Programme no. 162-P
Public Health
Post-myocardial infarction anxiety or depressive symptoms and risk of new cardiovascular events or death: a population-based longitudinal study
Karen Kjær Larsen*1, TIne Jepsen Nielsen2, Mogens Vestergaard3, Bo Christensen4
1Section of General Medical Practice,Aarhus University,8000 Aarhus,Denmark, 2Research Unit for General Practice,Aarhus University,8000 Aarhus,Denmark, 3Section of General Medical Practice,Aarhus University,8000 Aarhus,Denmark;Research Unit for General Practice,Aarhus University,8000 Aarhus,Denmark, 4Section of General Medical Practice,Aarhus University,8000 Aarhus,Denmark
* = Presenting author
Objectives: To examine the association between anxiety symptoms 3 months after myocardial infarction (MI) and/or new cardiovascular events and death, taking into account established risk factors, and to compare the results with those of the impact of depressive symptoms.
Background: Post-MI anxiety symptoms have been associated with a composite outcome of new cardiovascular events or death, but previous studies have not fully adjusted for potential confounders. It remains unclear whether anxiety symptoms are independently associated with both new cardiovascular events and death.

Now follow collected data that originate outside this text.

//! Launch and resolve commands
//!
//! Both take a system and a game. The game is either a path to a content file
//! or a title from the system's ROM folder.

use std::path::{Path, PathBuf};
use std::sync::Arc;
#[cfg(feature = "gamepad")]
use std::time::Duration;

use anyhow::{Result, bail};
use clap::Args;
use romhub_core::config::Config;
use romhub_core::input::{InputCoordinator, InputEvent};
use romhub_core::library::{resolve_emulator, resolve_game, resolve_system, scan_system};
use romhub_core::{LaunchPipeline, LaunchReport};
use romhub_shared::SystemLaunchConfig;
use tracing::{debug, info, warn};

use crate::output::{lookup_error, pipeline_error};

#[cfg(feature = "gamepad")]
const INPUT_POLL_INTERVAL: Duration = Duration::from_millis(16);

/// Arguments for the launch command
#[derive(Args, Debug)]
pub struct LaunchArgs {
    /// System name (case-insensitive, unique prefixes accepted)
    pub system: String,

    /// Content file path, or a title from the system's ROM folder
    pub game: String,

    /// Emulator to use instead of the system's preferred one
    #[arg(short, long)]
    pub emulator: Option<String>,

    /// Leave the extracted files in place after the session
    #[arg(long)]
    pub keep_staging: bool,
}

/// Arguments for the resolve command
#[derive(Args, Debug)]
pub struct ResolveArgs {
    /// System name (case-insensitive, unique prefixes accepted)
    pub system: String,

    /// Content file path, or a title from the system's ROM folder
    pub game: String,
}

/// Execute the launch command
pub async fn execute(args: LaunchArgs, mut config: Config) -> Result<()> {
    if args.keep_staging {
        config.extraction.keep_staging = true;
    }

    let system = resolve_system(&args.system, &config.systems).map_err(lookup_error)?;
    let emulator = match &args.emulator {
        Some(query) => Some(
            resolve_emulator(query, system)
                .map_err(lookup_error)?
                .name
                .as_str(),
        ),
        None => None,
    };
    let file = content_path(&args.game, system)?;

    // Menu events are unused here; the receiver keeps the listener polling
    let (input, _events) = input_coordinator();
    let pipeline = LaunchPipeline::new(&config, input);
    sweep_staging(&pipeline);

    info!("Launching {} ({})", file.display(), system.name);
    let report = pipeline
        .play(&file, system, emulator)
        .await
        .map_err(pipeline_error)?;
    print_report(&report);

    Ok(())
}

/// Execute the resolve command
///
/// Prints the payload that would be launched. Extracted files stay in the
/// staging directory until the next launch sweeps them.
pub async fn resolve(args: ResolveArgs, config: Config) -> Result<()> {
    let system = resolve_system(&args.system, &config.systems).map_err(lookup_error)?;
    let file = content_path(&args.game, system)?;

    let pipeline = LaunchPipeline::new(&config, InputCoordinator::detached());
    let target = pipeline
        .resolve(&file, system)
        .await
        .map_err(pipeline_error)?;

    println!("{}", target.payload.display());
    if let Some(staging) = &target.staging {
        eprintln!("Extracted into {}", staging.display());
    }

    Ok(())
}

/// Turn the game argument into a file path.
fn content_path(query: &str, system: &SystemLaunchConfig) -> Result<PathBuf> {
    let path = Path::new(query);
    if path.is_file() {
        return Ok(path.to_path_buf());
    }

    let games = scan_system(system);
    if games.is_empty() {
        bail!(
            "No games found for {} in {}",
            system.name,
            system.rom_folder.display()
        );
    }
    let game = resolve_game(query, &games).map_err(lookup_error)?;
    Ok(game.path.clone())
}

/// Remove extraction leftovers from earlier sessions.
fn sweep_staging(pipeline: &LaunchPipeline) {
    match pipeline.staging().sweep_orphans() {
        Ok(0) => {}
        Ok(removed) => debug!("Removed {} stale staging directories", removed),
        Err(e) => warn!(
            "Failed to sweep staging root {}: {}",
            pipeline.staging().root().display(),
            e
        ),
    }
}

fn print_report(report: &LaunchReport) {
    if report.benign
        && let Some(code) = report.exit_code
    {
        println!(
            "Session ended after {}s (exit code {} treated as normal)",
            report.elapsed.as_secs(),
            code
        );
    } else {
        println!("Session ended after {}s", report.elapsed.as_secs());
    }
    if !report.output.is_empty() {
        debug!("Program output:\n{}", report.output);
    }
}

#[cfg(feature = "gamepad")]
fn input_coordinator() -> (
    Arc<InputCoordinator>,
    Option<std::sync::mpsc::Receiver<InputEvent>>,
) {
    use romhub_core::input::{GamepadPoller, PollingListener};

    let (sender, receiver) = std::sync::mpsc::channel();
    let listener = PollingListener::spawn(GamepadPoller::new, INPUT_POLL_INTERVAL, sender);
    (InputCoordinator::new(Arc::new(listener)), Some(receiver))
}

#[cfg(not(feature = "gamepad"))]
fn input_coordinator() -> (
    Arc<InputCoordinator>,
    Option<std::sync::mpsc::Receiver<InputEvent>>,
) {
    (InputCoordinator::detached(), None)
}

Results: A total of 239 new cardiovascular events and 94 deaths occurred during 1975 person-years of follow-up. Cox proportional hazards models showed that anxiety symptoms were associated with both new cardiovascular events and death in analysis adjusted for age only. The estimates decreased when adjusted for dyspnea score, physical activity, and depressive symptoms, and anxiety symptoms were no longer associated with new cardiovascular events (hazard ratio [HR] = 1.02, 95% confidence interval [CI] = 0.98-1.07) or with death (HR = 0.94, 95% CI = 0.88-1.01). In fully adjusted models, depressive symptoms remained associated with death (HR = 1.13, 95% CI = 1.05-1.21), but not with new cardiovascular events (HR = 1.02, 95% CI = 0.99-1.06).
Material/Methods: A population-based cohort study of 896 persons (70% of eligible) with first-time MI between 1 January 2009 and 31 December 2009, completing the Hospital Anxiety and Depression Scale, were followed up until 31 July 2012.
Conclusion: Post-MI anxiety symptoms were not an independent prognostic risk factor for new cardiovascular events or for death, whereas depressive symptoms were associated with an increased risk of mortality.
Points for discussion: What is the role of the GP in according to patients with a chronical physical disease and concommitant mental disease?

Why is post-MI depression and not post-MI anxiety related to mortality? Do MI-patients with anxiety differ from those with depression?